View of the Natural History Museum
from the south east

The Natural History Museum, one of three large museums located in South Kensington, London, England (the others are the Science Museum and the Victoria and Albert Museum), is home to life and earth science collections comprising some 70 million specimens or items. There are five main collections: Botany, Entomology, Mineralogy, Palaeontology and Zoology.

The museum is renowned for its Central Hall, which houses the museum's collection of dinosaur skeletons.

The foundation of the collection was a bequest by English doctor Sir Hans Sloane (1660-1753). Sloane's collection, which included dried plants, and animal and human skeletons, was initially housed in Montagu House in Bloomsbury in 1756, and was considered part of the British Museum. In the late 1850s, Professor Richard Owen, Superintendent of the natural history departments of the British Museum, became convinced that the Natural History Museum needed a bigger building. Land in South Kensington was purchased, and in 1864 a competition was held to design the new museum. The winning entry was submitted by Captain Francis Fowke. Work began in 1873 and was completed in 1880. The new museum opened in 1881, although the move from the old museum was not fully completed until 1883. In 1963, the Natural History Museum finally became a museum in its own right, and in 1986 absorbed the adjacent Geological Museum.

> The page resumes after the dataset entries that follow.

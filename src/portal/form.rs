use serde::{Deserialize, Serialize};

use super::{
    dispatcher::MutationDispatcher,
    error::{PortalError, ValidationError},
    model::{AttachmentSource, ContentEntry, ContentSchema, EntryId, EntryPatch, Field, Session},
    services::{BlobStore, DocumentStore},
    upload::{PendingFile, UploadPipeline},
};

/// Field values being edited, before they become an entry.
#[derive(Debug, Clone, Default, PartialEq, Eq, Serialize, Deserialize)]
pub struct Draft {
    pub target: Option<EntryId>,
    pub title: String,
    pub description: String,
    pub details: String,
    pub attachment_url: String,
    /// Travels separately from the draft when it is sent to the server.
    #[serde(skip)]
    pub pending_file: Option<PendingFile>,
}

#[derive(Debug, Clone, Copy, PartialEq, Eq)]
pub enum DraftField {
    Title,
    Description,
    Details,
    AttachmentUrl,
}

#[derive(Debug, Clone, PartialEq)]
pub struct FormController {
    schema: &'static ContentSchema,
    draft: Draft,
    open: bool,
}
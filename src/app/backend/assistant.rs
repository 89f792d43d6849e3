use reqwest::{Client, ClientBuilder};
use serde::{Deserialize, Serialize};

use crate::{
    config::AssistantConfig,
    portal::{
        chat::{ChatService, CompletionMessage},
        error::ChatError,
    },
};

/// Client for an OpenAI-compatible chat completion endpoint.
#[derive(Debug, Clone)]
pub struct ChatClient {
    http: Client,
    endpoint: String,
    api_key: String,
    model: String,
}

#[derive(Debug, Serialize)]
struct CompletionRequest<'a> {
    model: &'a str,
    messages: &'a [CompletionMessage],
}

#[derive(Debug, Deserialize)]
struct CompletionResponse {
    #[serde(default)]
    choices: Vec<Choice>,
}

#[derive(Debug, Deserialize)]
struct Choice {
    message: Option<ChoiceMessage>,
}

#[derive(Debug, Deserialize)]
struct ChoiceMessage {
    content: Option<String>,
}

impl ChatClient {
    pub fn new(config: &AssistantConfig) -> reqwest::Result<Self> {
        Ok(Self {
            http: ClientBuilder::default()
                .user_agent(concat!(
                    env!("CARGO_PKG_NAME"),
                    "/",
                    env!("CARGO_PKG_VERSION")
                ))
                .build()?,
            endpoint: config.endpoint.clone(),
            api_key: config.api_key.clone(),
            model: config.model.clone(),
        })
    }
}

impl ChatService for ChatClient {
    async fn complete(&self, messages: &[CompletionMessage]) -> Result<String, ChatError> {
        let request = |err: reqwest::Error| ChatError::Request(err.to_string());

        let response = self
            .http
            .post(&self.endpoint)
            .bearer_auth(&self.api_key)
            .json(&CompletionRequest {
                model: &self.model,
                messages,
            })
            .send()
            .await
            .map_err(request)?;

        if !response.status().is_success() {
            return Err(ChatError::Request(format!(
                "assistant returned {}",
                response.status()
            )));
        }

        let body: CompletionResponse = response.json().await.map_err(request)?;
        Ok(first_content(body))
    }
}

/// Content of the first choice; empty when the model gave none.
fn first_content(body: CompletionResponse) -> String {
    body.choices
        .into_iter()
        .next()
        .and_then(|choice| choice.message)
        .and_then(|message| message.content)
        .unwrap_or_default()
}

/// The configured assistant, or none at all.
#[derive(Debug, Clone)]
pub enum Assistant {
    Disabled,
    Remote(ChatClient),
}

impl ChatService for Assistant {
    async fn complete(&self, messages: &[CompletionMessage]) -> Result<String, ChatError> {
        match self {
            Assistant::Disabled => Err(ChatError::Unconfigured),
            Assistant::Remote(client) => client.complete(messages).await,
        }
    }
}
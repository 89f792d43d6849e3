use leptos::*;
use leptos_router::A;

use super::server::{error_message, profile_overview};
use crate::portal::model::ProfileOverview;

#[component]
pub fn ProfilePage() -> impl IntoView {
    let overview = create_resource(|| (), |_| profile_overview());

    view! {
        <section class="profile">
            <Transition fallback=|| view! { <p class="loading">"Loading..."</p> }>
                {move || overview.get().map(|loaded| match loaded {
                    Ok(Some(overview)) => view! { <Overview overview/> }.into_view(),
                    Ok(None) => view! {
                        <p>"You are not signed in. " <A href="/login">"Log in"</A> " to see your profile."</p>
                    }
                    .into_view(),
                    Err(err) => view! { <p class="error">{error_message(&err)}</p> }.into_view(),
                })}
            </Transition>
        </section>
    }
}

#[component]
fn Overview(overview: ProfileOverview) -> impl IntoView {
    let ProfileOverview { session, activity } = overview;
    let total: usize = activity.iter().map(|a| a.count).sum();

    view! {
        <h1>{session.display_name.clone().unwrap_or_else(|| "Your profile".into())}</h1>
        <p class="email">{session.email}</p>
        <p class="role">{if session.is_admin { "Administrator" } else { "Student" }}</p>

        <h2>"Your activity"</h2>
        {if total == 0 {
            view! { <p class="empty">"You have not posted anything yet."</p> }.into_view()
        } else {
            view! {
                <table class="activity">
                    <tbody>
                        {activity
                            .into_iter()
                            .filter(|a| a.count > 0)
                            .map(|a| view! {
                                <tr>
                                    <td>
                                        <A href=format!("/{}", a.kind.slug())>{a.kind.schema().display_name}</A>
                                    </td>
                                    <td>{a.count}</td>
                                </tr>
                            })
                            .collect_view()}
                    </tbody>
                </table>
            }
            .into_view()
        }}
    }
}
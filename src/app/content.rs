use std::collections::HashSet;

use leptos::{html::Input, *};
use leptos_use::use_interval_fn;
use wasm_bindgen_futures::JsFuture;

use super::{
    server::{delete_entry, list_entries, submit_draft, DRAFT_PART, FILE_PART, KIND_PART},
    session::use_session,
    use_notices,
};
use crate::portal::{
    form::{DraftField, FormController},
    model::{AttachmentSource, ContentEntry, ContentKind, EntryId, Field, MediaKind},
    preview::{download_name, is_renderable, AttachmentView, PreviewState},
    upload::PendingFile,
};

/// How often an open page refetches its list.
const REFRESH_MS: u64 = 5_000;

async fn read_file(file: web_sys::File) -> Result<PendingFile, String> {
    let buffer = JsFuture::from(file.array_buffer())
        .await
        .map_err(|err| format!("could not read {}: {err:?}", file.name()))?;
    let bytes = js_sys::Uint8Array::new(&buffer).to_vec();

    Ok(PendingFile {
        name: file.name(),
        content_type: file.type_(),
        bytes,
    })
}

fn js_error(err: wasm_bindgen::JsValue) -> String {
    format!("{err:?}")
}

/// Multipart body for `submit_draft`: the draft as JSON, its file as raw bytes.
fn submission(kind: ContentKind, controller: &FormController) -> Result<web_sys::FormData, String> {
    let draft = controller.draft();
    let body = web_sys::FormData::new().map_err(js_error)?;
    let kind = serde_json::to_string(&kind).map_err(|err| err.to_string())?;
    let fields = serde_json::to_string(draft).map_err(|err| err.to_string())?;
    body.append_with_str(KIND_PART, &kind).map_err(js_error)?;
    body.append_with_str(DRAFT_PART, &fields).map_err(js_error)?;

    if let Some(file) = &draft.pending_file {
        let parts = js_sys::Array::of1(&js_sys::Uint8Array::from(file.bytes.as_slice()));
        let mut options = web_sys::BlobPropertyBag::new();
        options.type_(&file.content_type);
        let blob = web_sys::Blob::new_with_u8_array_sequence_and_options(&parts, &options)
            .map_err(js_error)?;
        body.append_with_blob_and_filename(FILE_PART, &blob, &file.name)
            .map_err(js_error)?;
    }
    Ok(body)
}

/// One section of the portal: the live list of entries, the create/edit form
/// and the detail overlay, all driven by the kind's schema.
#[component]
pub fn ContentPage(kind: ContentKind) -> impl IntoView {
    let schema = kind.schema();
    let session = use_session();
    let notices = use_notices();

    let entries = create_resource(|| (), move |_| list_entries(kind));
    // ids removed locally while their delete is in flight
    let deleting = create_rw_signal(HashSet::<EntryId>::new());
    let form = create_rw_signal(FormController::new(schema));
    let preview = create_rw_signal(PreviewState::default());
    let saving = create_rw_signal(false);

    use_interval_fn(move || entries.refetch(), REFRESH_MS);

    let on_delete = move |id: EntryId| {
        let owner = untrack(|| entries.get())
            .and_then(Result::ok)
            .and_then(|list| list.into_iter().find(|entry| entry.id == id))
            .and_then(|entry| entry.created_by);
        if !session.may_modify(schema, owner.as_ref()) {
            notices.error(format!("You are not allowed to change {}", schema.display_name));
            return;
        }

        deleting.update(|ids| {
            ids.insert(id.clone());
        });
        preview.update(|preview| preview.forget(&id));
        spawn_local(async move {
            match delete_entry(kind, id.clone()).await {
                Ok(()) => notices.info("Deleted"),
                Err(err) => notices.server_error(&err),
            }
            // the server keeps a failed delete out of its list until the next snapshot
            entries.refetch();
            deleting.update(|ids| {
                ids.remove(&id);
            });
        });
    };

    let on_edit = move |entry: ContentEntry| {
        form.update(|form| form.open_for_edit(&entry));
    };

    let visible = move || {
        let hidden = deleting.get();
        entries.get().map(|loaded| {
            loaded.map(|list| {
                list.into_iter()
                    .filter(|entry| !hidden.contains(&entry.id))
                    .collect::<Vec<_>>()
            })
        })
    };

    view! {
        <section class="content-page">
            <header>
                <h1>{schema.display_name}</h1>
                <Show when=move || session.may_create(schema)>
                    <button class="primary" on:click=move |_| form.update(|form| form.open_for_create())>
                        {format!("Add {}", schema.display_name)}
                    </button>
                </Show>
            </header>

            <Transition fallback=|| view! { <p class="loading">"Loading..."</p> }>
                {move || visible().map(|loaded| match loaded {
                    Err(err) => view! { <p class="error">{super::server::error_message(&err)}</p> }.into_view(),
                    Ok(list) if list.is_empty() => view! { <p class="empty">"Nothing here yet."</p> }.into_view(),
                    Ok(list) => view! {
                        <ul class="entries">
                            {list.into_iter().map(|entry| view! {
                                <EntryCard kind entry preview on_edit on_delete/>
                            }).collect_view()}
                        </ul>
                    }.into_view(),
                })}
            </Transition>

            <Show when=move || form.with(FormController::is_open)>
                <EntryForm kind form saving on_saved=move || entries.refetch()/>
            </Show>

            <PreviewOverlay kind preview/>
        </section>
    }
}

#[component]
fn EntryCard<E, D>(
    kind: ContentKind,
    entry: ContentEntry,
    preview: RwSignal<PreviewState>,
    on_edit: E,
    on_delete: D,
) -> impl IntoView
where
    E: Fn(ContentEntry) + Copy + 'static,
    D: Fn(EntryId) + Copy + 'static,
{
    let schema = kind.schema();
    let session = use_session();
    let may_modify = session.may_modify(schema, entry.created_by.as_ref());
    let details = entry
        .details
        .clone()
        .zip(schema.details_label)
        .map(|(details, label)| view! { <p class="details"><strong>{label} ": "</strong>{details}</p> });
    let thumbnail = (schema.media == MediaKind::Image)
        .then(|| entry.attachment_url.clone())
        .flatten()
        .filter(|url| is_renderable(url))
        .map(|url| view! { <img class="thumbnail" src=url alt=""/> });

    let selected = entry.clone();
    let edited = entry.clone();
    let id = entry.id.clone();

    view! {
        <li class="entry" on:click=move |_| preview.update(|preview| preview.select(selected.clone()))>
            {thumbnail}
            <h3>{entry.title}</h3>
            <p>{entry.description}</p>
            {details}
            <Show when=move || may_modify>
                <div class="actions">
                    <button on:click={
                        let edited = edited.clone();
                        move |ev| {
                            ev.stop_propagation();
                            on_edit(edited.clone());
                        }
                    }>"Edit"</button>
                    <button class="danger" on:click={
                        let id = id.clone();
                        move |ev| {
                            ev.stop_propagation();
                            on_delete(id.clone());
                        }
                    }>"Delete"</button>
                </div>
            </Show>
        </li>
    }
}

#[component]
fn EntryForm<F>(
    kind: ContentKind,
    form: RwSignal<FormController>,
    saving: RwSignal<bool>,
    on_saved: F,
) -> impl IntoView
where
    F: Fn() + Copy + 'static,
{
    let schema = kind.schema();
    let notices = use_notices();
    let file_input: NodeRef<Input> = create_node_ref();

    let field = move |field: DraftField| {
        move || {
            form.with(|form| {
                let draft = form.draft();
                match field {
                    DraftField::Title => draft.title.clone(),
                    DraftField::Description => draft.description.clone(),
                    DraftField::Details => draft.details.clone(),
                    DraftField::AttachmentUrl => draft.attachment_url.clone(),
                }
            })
        }
    };
    let set = move |field: DraftField| {
        move |ev: ev::Event| {
            let value = event_target_value(&ev);
            form.update(|form| form.update_field(field, value));
        }
    };

    let on_file = move |_: ev::Event| {
        let Some(file) = file_input
            .get_untracked()
            .and_then(|input| input.files())
            .and_then(|files| files.get(0))
        else {
            return;
        };
        spawn_local(async move {
            match read_file(file).await {
                Ok(pending) => form.update(|form| form.attach_file(pending)),
                Err(message) => notices.error(message),
            }
        });
    };

    let on_submit = move |ev: ev::SubmitEvent| {
        ev.prevent_default();
        let controller = form.get_untracked();
        // same checks the server runs, so a bad draft costs no request
        if let Err(err) = controller.validate() {
            notices.error(err.to_string());
            return;
        }

        let body = match submission(kind, &controller) {
            Ok(body) => body,
            Err(message) => {
                notices.error(format!("could not prepare the upload: {message}"));
                return;
            }
        };

        saving.set(true);
        spawn_local(async move {
            match submit_draft(body.into()).await {
                Ok(_) => {
                    form.update(FormController::close);
                    notices.info("Saved");
                    on_saved();
                }
                Err(err) => notices.server_error(&err),
            }
            saving.set(false);
        });
    };

    let attachment = match schema.attachment {
        AttachmentSource::Upload { accept } => view! {
            <label>
                {if schema.requires_attachment() { "File" } else { "File (optional)" }}
                <input type="file" accept=accept node_ref=file_input on:change=on_file/>
            </label>
            {move || form.with(|form| {
                let draft = form.draft();
                match (&draft.pending_file, draft.attachment_url.is_empty()) {
                    (Some(file), _) => Some(format!("Selected: {}", file.name)),
                    (None, false) => Some("Keeping the current file".to_string()),
                    (None, true) => None,
                }
            }).map(|text| view! { <p class="hint">{text}</p> })}
        }
        .into_view(),
        AttachmentSource::Link => view! {
            <label>
                {schema.label(Field::Attachment)}
                <input type="url" placeholder="https://"
                    prop:value=field(DraftField::AttachmentUrl)
                    on:input=set(DraftField::AttachmentUrl)/>
            </label>
        }
        .into_view(),
    };

    view! {
        <div class="modal-backdrop">
            <form class="modal" on:submit=on_submit>
                <h2>
                    {move || if form.with(FormController::is_editing) {
                        format!("Edit {}", schema.display_name)
                    } else {
                        format!("Add {}", schema.display_name)
                    }}
                </h2>
                <label>
                    {schema.title_label}
                    <input type="text" prop:value=field(DraftField::Title) on:input=set(DraftField::Title)/>
                </label>
                <label>
                    {schema.description_label}
                    <textarea prop:value=field(DraftField::Description) on:input=set(DraftField::Description)/>
                </label>
                {schema.details_label.map(|label| view! {
                    <label>
                        {label}
                        <input type="text" prop:value=field(DraftField::Details) on:input=set(DraftField::Details)/>
                    </label>
                })}
                {attachment}
                <div class="actions">
                    <button type="button" on:click=move |_| form.update(FormController::close)>"Cancel"</button>
                    <button type="submit" class="primary" disabled=move || saving.get()>
                        {move || if saving.get() { "Saving..." } else { "Save" }}
                    </button>
                </div>
            </form>
        </div>
    }
}

#[component]
fn PreviewOverlay(kind: ContentKind, preview: RwSignal<PreviewState>) -> impl IntoView {
    let schema = kind.schema();

    let body = move || {
        let entry = preview.with(|preview| preview.selected().cloned())?;
        let attachment = AttachmentView::for_entry(&entry, schema.media).map(|view| match view {
            AttachmentView::Document { url } => view! {
                <iframe class="document" src=url.clone() title="Document preview"></iframe>
                <a class="button" href=url.clone() download=download_name(&url) target="_blank">"Download"</a>
            }
            .into_view(),
            AttachmentView::Image { url } => view! {
                <img class="full" src=url.clone() alt=entry.title.clone()/>
                <a class="button" href=url.clone() download=download_name(&url) target="_blank">"Download"</a>
            }
            .into_view(),
            AttachmentView::Video { embed_url } => view! {
                <iframe class="video" src=embed_url title="Video" allowfullscreen=true></iframe>
            }
            .into_view(),
            AttachmentView::Link { url } => view! {
                <a class="button" href=url target="_blank" rel="noopener">"Open link"</a>
            }
            .into_view(),
        });
        let details = entry.details.clone().zip(schema.details_label);

        Some(view! {
            <div class="modal-backdrop" on:click=move |_| preview.update(PreviewState::clear)>
                <article class="modal preview" on:click=|ev| ev.stop_propagation()>
                    <button class="close" on:click=move |_| preview.update(PreviewState::clear)>"×"</button>
                    <h2>{entry.title.clone()}</h2>
                    <p>{entry.description.clone()}</p>
                    {details.map(|(details, label)| view! { <p><strong>{label} ": "</strong>{details}</p> })}
                    {attachment}
                    <p class="meta">{entry.created_at.format("%d %b %Y").to_string()}</p>
                </article>
            </div>
        })
    };

    view! { {body} }
}
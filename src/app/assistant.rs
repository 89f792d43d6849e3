use leptos::*;

use super::{server::ask_assistant, use_notices};
use crate::portal::chat::{Conversation, Speaker};

#[component]
pub fn AssistantPage() -> impl IntoView {
    let notices = use_notices();
    let conversation = create_rw_signal(Conversation::default());
    let input = create_rw_signal(String::new());
    let waiting = create_rw_signal(false);

    let on_send = move |ev: ev::SubmitEvent| {
        ev.prevent_default();
        if waiting.get_untracked() {
            return;
        }

        let mut next = conversation.get_untracked();
        if let Err(err) = next.push_user(&input.get_untracked()) {
            notices.error(err.to_string());
            return;
        }
        let history = next.messages().to_vec();
        conversation.set(next);
        input.set(String::new());
        waiting.set(true);

        spawn_local(async move {
            match ask_assistant(history).await {
                Ok(reply) => conversation.update(|c| c.push_reply(reply.text)),
                Err(err) => notices.server_error(&err),
            }
            waiting.set(false);
        });
    };

    view! {
        <section class="assistant">
            <h1>"Campus assistant"</h1>
            <ol class="messages">
                {move || conversation.with(|c| {
                    c.messages()
                        .iter()
                        .map(|message| {
                            let from_user = message.speaker == Speaker::User;
                            view! {
                                <li class:user=from_user class:bot=!from_user>{message.text.clone()}</li>
                            }
                        })
                        .collect_view()
                })}
                <Show when=move || waiting.get()>
                    <li class="bot typing">"..."</li>
                </Show>
            </ol>
            <form class="composer" on:submit=on_send>
                <input
                    type="text"
                    placeholder="Ask something"
                    prop:value=input
                    on:input=move |ev| input.set(event_target_value(&ev))
                />
                <button type="submit" class="primary" disabled=waiting>"Send"</button>
            </form>
        </section>
    }
}
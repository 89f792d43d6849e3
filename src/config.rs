use std::{env, fmt::Display, str::FromStr, time::Duration};

use tracing::{info, warn};

#[derive(Debug, thiserror::Error, PartialEq, Eq)]
pub enum ConfigError {
    #[error("{key} is required when {reason}")]
    Missing { key: &'static str, reason: &'static str },
    #[error("invalid {key} value {value:?}: {message}")]
    Invalid {
        key: &'static str,
        value: String,
        message: String,
    },
}

#[derive(Debug, Clone, PartialEq, Eq)]
pub struct FirebaseConfig {
    pub api_key: String,
    pub project_id: String,
    pub storage_bucket: String,
    /// OAuth token for server-side Firestore access; without it requests are
    /// made as the signed-in user.
    pub access_token: Option<String>,
}

#[derive(Debug, Clone, PartialEq, Eq)]
pub enum BackendConfig {
    /// In-process services. Optionally seeds one admin account.
    Memory { seed_admin: Option<(String, String)> },
    Firebase(FirebaseConfig),
}

#[derive(Debug, Clone, PartialEq, Eq)]
pub struct AssistantConfig {
    pub endpoint: String,
    pub api_key: String,
    pub model: String,
}

#[derive(Debug, Clone, PartialEq, Eq)]
pub struct PortalConfig {
    /// Overrides the cargo-leptos site address when set.
    pub port: Option<u16>,
    pub backend: BackendConfig,
    pub poll_interval: Duration,
    pub assistant: Option<AssistantConfig>,
}

impl PortalConfig {
    pub fn load() -> Result<Self, ConfigError> {
        Self::from_lookup(|key| env::var(key).ok())
    }

    pub fn from_lookup(lookup: impl Fn(&str) -> Option<String>) -> Result<Self, ConfigError> {
        let var = |key: &str| lookup(key).filter(|value| !value.trim().is_empty());

        let port = match var("PORT") {
            Some(value) => Some(parse("PORT", &value)?),
            None => None,
        };
        let poll_secs: u64 = try_load(&var, "PORTAL_POLL_SECS", "5")?;

        let backend = match var("PORTAL_BACKEND").as_deref().unwrap_or("memory") {
            "memory" => BackendConfig::Memory {
                seed_admin: var("PORTAL_SEED_ADMIN")
                    .map(|value| match value.split_once(':') {
                        Some((email, password)) => Ok((email.to_string(), password.to_string())),
                        None => Err(ConfigError::Invalid {
                            key: "PORTAL_SEED_ADMIN",
                            value: value.clone(),
                            message: "expected email:password".into(),
                        }),
                    })
                    .transpose()?,
            },
            "firebase" => {
                let required = |key: &'static str| {
                    var(key).ok_or(ConfigError::Missing {
                        key,
                        reason: "PORTAL_BACKEND=firebase",
                    })
                };
                BackendConfig::Firebase(FirebaseConfig {
                    api_key: required("FIREBASE_API_KEY")?,
                    project_id: required("FIREBASE_PROJECT_ID")?,
                    storage_bucket: required("FIREBASE_STORAGE_BUCKET")?,
                    access_token: var("FIREBASE_ACCESS_TOKEN"),
                })
            }
            other => {
                return Err(ConfigError::Invalid {
                    key: "PORTAL_BACKEND",
                    value: other.to_string(),
                    message: "expected memory or firebase".into(),
                })
            }
        };

        let assistant = match (var("ASSISTANT_ENDPOINT"), var("ASSISTANT_API_KEY")) {
            (Some(endpoint), Some(api_key)) => Some(AssistantConfig {
                endpoint,
                api_key,
                model: var("ASSISTANT_MODEL").unwrap_or_else(|| "gpt-3.5-turbo".into()),
            }),
            _ => {
                info!("ASSISTANT_ENDPOINT or ASSISTANT_API_KEY not set, assistant disabled");
                None
            }
        };

        Ok(Self {
            port,
            backend,
            poll_interval: Duration::from_secs(poll_secs.max(1)),
            assistant,
        })
    }
}

fn try_load<T: FromStr>(
    var: impl Fn(&str) -> Option<String>,
    key: &'static str,
    default: &str,
) -> Result<T, ConfigError>
where
    T::Err: Display,
{
    let value = var(key).unwrap_or_else(|| {
        info!("{key} not set, using default: {default}");
        default.to_string()
    });
    parse(key, &value)
}

fn parse<T: FromStr>(key: &'static str, value: &str) -> Result<T, ConfigError>
where
    T::Err: Display,
{
    value.trim().parse().map_err(|e: T::Err| {
        warn!("Invalid {key} value: {e}");
        ConfigError::Invalid {
            key,
            value: value.to_string(),
            message: e.to_string(),
        }
    })
}

#[cfg(test)]
mod tests {
    use std::collections::HashMap;

    use super::*;

    fn load(vars: &[(&str, &str)]) -> Result<PortalConfig, ConfigError> {
        let vars: HashMap<String, String> = vars
            .iter()
            .map(|(k, v)| (k.to_string(), v.to_string()))
            .collect();
        PortalConfig::from_lookup(|key| vars.get(key).cloned())
    }

    #[test]
    fn defaults_to_memory_backend() {
        let config = load(&[]).unwrap();

        assert_eq!(config.backend, BackendConfig::Memory { seed_admin: None });
        assert_eq!(config.poll_interval, Duration::from_secs(5));
        assert_eq!(config.port, None);
        assert_eq!(config.assistant, None);
    }

    #[test]
    fn firebase_needs_its_keys() {
        let err = load(&[
            ("PORTAL_BACKEND", "firebase"),
            ("FIREBASE_API_KEY", "k"),
        ])
        .unwrap_err();

        assert_eq!(
            err,
            ConfigError::Missing {
                key: "FIREBASE_PROJECT_ID",
                reason: "PORTAL_BACKEND=firebase"
            }
        );
    }

    #[test]
    fn firebase_config_is_read() {
        let config = load(&[
            ("PORTAL_BACKEND", "firebase"),
            ("FIREBASE_API_KEY", "k"),
            ("FIREBASE_PROJECT_ID", "campus"),
            ("FIREBASE_STORAGE_BUCKET", "campus.appspot.com"),
            ("PORT", "8080"),
        ])
        .unwrap();

        assert_eq!(config.port, Some(8080));
        assert!(matches!(
            config.backend,
            BackendConfig::Firebase(FirebaseConfig { access_token: None, .. })
        ));
    }

    #[test]
    fn seed_admin_is_email_and_password() {
        let config = load(&[("PORTAL_SEED_ADMIN", "admin@vbithyd.ac.in:secret1")]).unwrap();
        assert_eq!(
            config.backend,
            BackendConfig::Memory {
                seed_admin: Some(("admin@vbithyd.ac.in".into(), "secret1".into()))
            }
        );

        assert!(load(&[("PORTAL_SEED_ADMIN", "no-colon")]).is_err());
    }

    #[test]
    fn bad_numbers_are_reported() {
        assert!(matches!(
            load(&[("PORTAL_POLL_SECS", "soon")]),
            Err(ConfigError::Invalid { key: "PORTAL_POLL_SECS", .. })
        ));
    }
}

In the 1990s the Museum's Mineralogy department, described as "just a collection of rocks in cabinets", was completely rebuilt and relaunched in 1998 as a multimedia exhibition entitled The Earth Galleries, while the other departments were retitled The Life Galleries.

A corridor provides public access between the Life Galleries and the Science Museum. The closest London Underground station is South Kensington.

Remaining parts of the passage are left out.